* _Prompt_
Scan each line of the records for the word "limit" and extract the ones that have it.

(Records from a collection)
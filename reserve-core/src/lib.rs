use serde::{Deserialize, Serialize};
use std::fs;
use std::path::Path;
use thiserror::Error;

mod buffer;
pub mod container;
pub mod locate;
pub mod population;
pub mod propagate;
pub mod record;
pub mod session;
pub mod species;
pub mod splice;
pub mod value;

#[cfg(test)]
mod testing;

pub use container::DecompressedContainer;
pub use record::{FixedRecord, Gender, RecordView, RECORD_SIZE};
pub use session::EditSession;
pub use species::{RecordKind, SpeciesCatalog};
pub use splice::Splice;
pub use value::{ContainerMeta, HeaderField, ParsedTree, PathSegment, Scalar, TreeParser, Value, ValueKind, ValuePath};

/// Knobs for the population workflows. Built once and passed by reference.
#[derive(Debug, Clone, Serialize, Deserialize)]
#[serde(default)]
pub struct EditorSettings {
    /// Groups holding this many records are skipped when adding.
    pub max_group_size: usize,
    /// Groups need at least this many records to give one up.
    pub min_group_size: usize,
    /// Upper bound on random draws when searching for a visual seed.
    pub seed_attempts: u32,
}

impl Default for EditorSettings {
    fn default() -> Self {
        Self {
            max_group_size: 30,
            min_group_size: 2,
            seed_attempts: 10_000_000,
        }
    }
}

impl EditorSettings {
    pub fn from_json_str(data: &str) -> Result<Self> {
        Ok(serde_json::from_str(data)?)
    }

    pub fn from_path(path: &Path) -> Result<Self> {
        let data = fs::read_to_string(path)?;
        Self::from_json_str(&data)
    }
}

#[derive(Debug, Error)]
pub enum ReserveError {
    #[error("IO error: {0}")]
    Io(#[from] std::io::Error),
    #[error("failed to decompress container: {0}")]
    Decompression(#[source] std::io::Error),
    #[error("record bytes at offset {offset} do not match the parsed record; reload and try again")]
    Consistency { offset: usize },
    #[error("not found: {0}")]
    NotFound(String),
    #[error("every eligible group already holds {limit} records")]
    Capacity { limit: usize },
    #[error("access of {len} bytes at offset {offset} exceeds buffer of {buffer_len} bytes")]
    OutOfBounds {
        offset: usize,
        len: usize,
        buffer_len: usize,
    },
    #[error("unexpected value layout: {0}")]
    Schema(String),
    #[error("value tree is stale after a structural edit; reparse before editing again")]
    StaleTree,
    #[error("invalid JSON: {0}")]
    Json(#[from] serde_json::Error),
}

pub type Result<T> = std::result::Result<T, ReserveError>;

* _Response to the exercise_
    #[error("every eligible group already holds {limit} records")]
    Capacity { limit: usize },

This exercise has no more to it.